Bank Of Korea Raises Benchmark Rate To 2.75% After Long Pause

South Korea’s central bank raised its benchmark interest rate to 2.75%, delivering its first increase in more than three years.
The Bank of Korea lifted the base rate by a quarter percentage point from 2.50%, according to multiple reports including Reuters, CNBC, and local South Korean outlets. The move marks the first hike in roughly three and a half years after a long period of steady policy settings.
The decision was announced by the Bank of Korea in Seoul, where policymakers have been balancing price pressures with a currency that has been under strain. Reuters reported the central bank acted to combat inflation and address a slump in the won, while Nikkei Asia said the rate increase comes as the economy shows strength.
A 2.75% base rate is a key reference point across South Korea’s financial system, influencing borrowing costs for households, businesses, and the government. A change of 0.25 percentage point can filter quickly into consumer loan rates, corporate credit, and variable-rate mortgages, affecting spending decisions and investment plans.
The rate increase also signals a shift in the central bank’s posture after years of stability. For investors and companies operating in or with exposure to South Korea, changes in the policy rate are closely watched because they can affect capital flows, currency dynamics, and the pricing of risk in local markets.
The hike arrives at a moment when policymakers are emphasizing inflation control. A central bank tightening cycle, even at a gradual pace, can have broad consequences for economic activity by cooling demand and changing financial conditions. It can also influence expectations about how aggressively officials might respond if price pressures persist.

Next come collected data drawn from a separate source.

//! Error types and result aliases for Estate.
//!
//! This module defines the shared error types used across all Estate
//! components. Errors are structured for programmatic handling and include
//! context for debugging.

/// The result type used throughout estate-core.
pub type Result<T> = std::result::Result<T, Error>;

/// Errors that can occur in core operations.
#[derive(Debug, thiserror::Error)]
pub enum Error {
    /// Invalid input was provided.
    #[error("validation error: {message}")]
    Validation {
        /// Description of what made the input invalid.
        message: String,
    },

    /// The account directory could not be consulted.
    #[error("account directory error: {message}")]
    Directory {
        /// Description of the directory failure.
        message: String,
        /// The underlying cause, if any.
        #[source]
        source: Option<Box<dyn std::error::Error + Send + Sync>>,
    },

    /// An internal error occurred that should not happen in normal operation.
    #[error("internal error: {message}")]
    Internal {
        /// Description of the internal error.
        message: String,
    },
}

impl Error {
    /// Creates a new validation error with the given message.
    #[must_use]
    pub fn validation(message: impl Into<String>) -> Self {
        Self::Validation {
            message: message.into(),
        }
    }

    /// Creates a new directory error with the given message.
    #[must_use]
    pub fn directory(message: impl Into<String>) -> Self {
        Self::Directory {
            message: message.into(),
            source: None,
        }
    }

    /// Creates a new directory error with a source cause.
    #[must_use]
    pub fn directory_with_source(
        message: impl Into<String>,
        source: impl std::error::Error + Send + Sync + 'static,
    ) -> Self {
        Self::Directory {
            message: message.into(),
            source: Some(Box::new(source)),
        }
    }
}

#[cfg(test)]
mod tests {
    use super::*;
    use std::error::Error as StdError;

    #[test]
    fn validation_error_display() {
        let err = Error::validation("account number must not be empty");
        assert!(err.to_string().contains("validation error"));
    }

    #[test]
    fn directory_error_with_source() {
        let source = std::io::Error::new(std::io::ErrorKind::TimedOut, "timed out");
        let err = Error::directory_with_source("failed to list accounts", source);
        assert!(err.to_string().contains("account directory error"));
        assert!(StdError::source(&err).is_some());
    }
}
//! Deployment status logging seam.
//!
//! Acceptance records a synchronous "Started" status; everything after that
//! is observed only through this channel. `started` is fallible because a
//! failure to record acceptance fails the request; the post-acceptance
//! notifications are best-effort and never fail their caller.

use async_trait::async_trait;
use serde::{Deserialize, Serialize};
use std::sync::Mutex;

use crate::error::Result;
use crate::record::{DeploymentRecord, DeploymentStatus};

/// Identifies the deployment a status update applies to.
#[derive(Debug, Clone, PartialEq, Eq, Serialize, Deserialize)]
#[serde(rename_all = "camelCase")]
pub struct StatusRef {
    /// The deployment's id.
    pub deployment_id: String,
    /// The account the deployment runs in.
    pub account_name: String,
}

/// A status transition with its reason.
#[derive(Debug, Clone, PartialEq, Eq, Serialize, Deserialize)]
#[serde(rename_all = "camelCase")]
pub struct NewStatus {
    /// The status being recorded.
    pub name: DeploymentStatus,
    /// Why the status changed (sanitized for failures).
    pub reason: String,
}

/// Sink for deployment lifecycle events.
#[async_trait]
pub trait DeploymentLogger: Send + Sync {
    /// Records acceptance of a deployment.
    ///
    /// # Errors
    ///
    /// Returns an error when the record cannot be written; acceptance fails
    /// with it.
    async fn started(&self, record: &DeploymentRecord) -> Result<()>;

    /// Records workflow progress. Best-effort.
    async fn in_progress(&self, deployment_id: &str, account_name: &str, message: &str);

    /// Records a status transition. Best-effort.
    async fn update_status(&self, status: &StatusRef, new_status: &NewStatus);
}

/// Logger that emits lifecycle events through `tracing`.
///
/// The production default when no dedicated sink is wired in.
#[derive(Debug, Default, Clone)]
pub struct TracingDeploymentLogger;

#[async_trait]
impl DeploymentLogger for TracingDeploymentLogger {
    async fn started(&self, record: &DeploymentRecord) -> Result<()> {
        tracing::info!(
            target: "deployment",
            deployment_id = %record.id,
            environment = %record.environment_name,
            service = %record.service_name,
            version = %record.service_version,
            account = %record.account_name,
            "deployment started"
        );
        Ok(())
    }

    async fn in_progress(&self, deployment_id: &str, account_name: &str, message: &str) {
        tracing::info!(
            target: "deployment",
            deployment_id = deployment_id,
            account = account_name,
            message = message,
            "deployment in progress"
        );
    }

    async fn update_status(&self, status: &StatusRef, new_status: &NewStatus) {
        tracing::warn!(
            target: "deployment",
            deployment_id = %status.deployment_id,
            account = %status.account_name,
            status = %new_status.name,
            reason = %new_status.reason,
            "deployment status updated"
        );
    }
}

/// One event captured by [`InMemoryDeploymentLogger`].
#[derive(Debug, Clone, PartialEq, Eq)]
pub enum LoggedEvent {
    /// A `started` record.
    Started(DeploymentRecord),
    /// An `in_progress` notification.
    InProgress {
        /// The deployment's id.
        deployment_id: String,
        /// The account the deployment runs in.
        account_name: String,
        /// The progress message.
        message: String,
    },
    /// An `update_status` notification.
    StatusUpdate {
        /// The deployment the update applies to.
        status: StatusRef,
        /// The recorded transition.
        new_status: NewStatus,
    },
}

/// Deployment logger that captures events for assertions.
#[derive(Debug, Default)]
pub struct InMemoryDeploymentLogger {
    events: Mutex<Vec<LoggedEvent>>,
}

impl InMemoryDeploymentLogger {
    /// Creates an empty logger.
    #[must_use]
    pub fn new() -> Self {
        Self::default()
    }

    /// Returns a copy of all captured events.
    #[must_use]
    pub fn events(&self) -> Vec<LoggedEvent> {
        self.events
            .lock()
            .map(|events| events.clone())
            .unwrap_or_default()
    }

    /// Returns the captured status updates.
    #[must_use]
    pub fn status_updates(&self) -> Vec<(StatusRef, NewStatus)> {
        self.events()
            .into_iter()
            .filter_map(|event| match event {
                LoggedEvent::StatusUpdate { status, new_status } => Some((status, new_status)),
                _ => None,
            })
            .collect()
    }

    /// Returns the records passed to `started`.
    #[must_use]
    pub fn started_records(&self) -> Vec<DeploymentRecord> {
        self.events()
            .into_iter()
            .filter_map(|event| match event {
                LoggedEvent::Started(record) => Some(record),
                _ => None,
            })
            .collect()
    }

    fn push(&self, event: LoggedEvent) {
        if let Ok(mut events) = self.events.lock() {
            events.push(event);
        }
    }
}

#[async_trait]
impl DeploymentLogger for InMemoryDeploymentLogger {
    async fn started(&self, record: &DeploymentRecord) -> Result<()> {
        self.push(LoggedEvent::Started(record.clone()));
        Ok(())
    }

    async fn in_progress(&self, deployment_id: &str, account_name: &str, message: &str) {
        self.push(LoggedEvent::InProgress {
            deployment_id: deployment_id.to_string(),
            account_name: account_name.to_string(),
            message: message.to_string(),
        });
    }

    async fn update_status(&self, status: &StatusRef, new_status: &NewStatus) {
        self.push(LoggedEvent::StatusUpdate {
            status: status.clone(),
            new_status: new_status.clone(),
        });
    }
}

What comes next will be the bank’s guidance and subsequent policy meetings, which will determine whether this move is a one-time adjustment or the start of a longer series of increases. Market participants will be looking for additional clarity from the Bank of Korea on how it weighs inflation risks, currency moves, and overall economic momentum.
For now, the bank’s action draws a clear line under a multi-year pause and sets a new interest-rate benchmark for South Korea’s economy.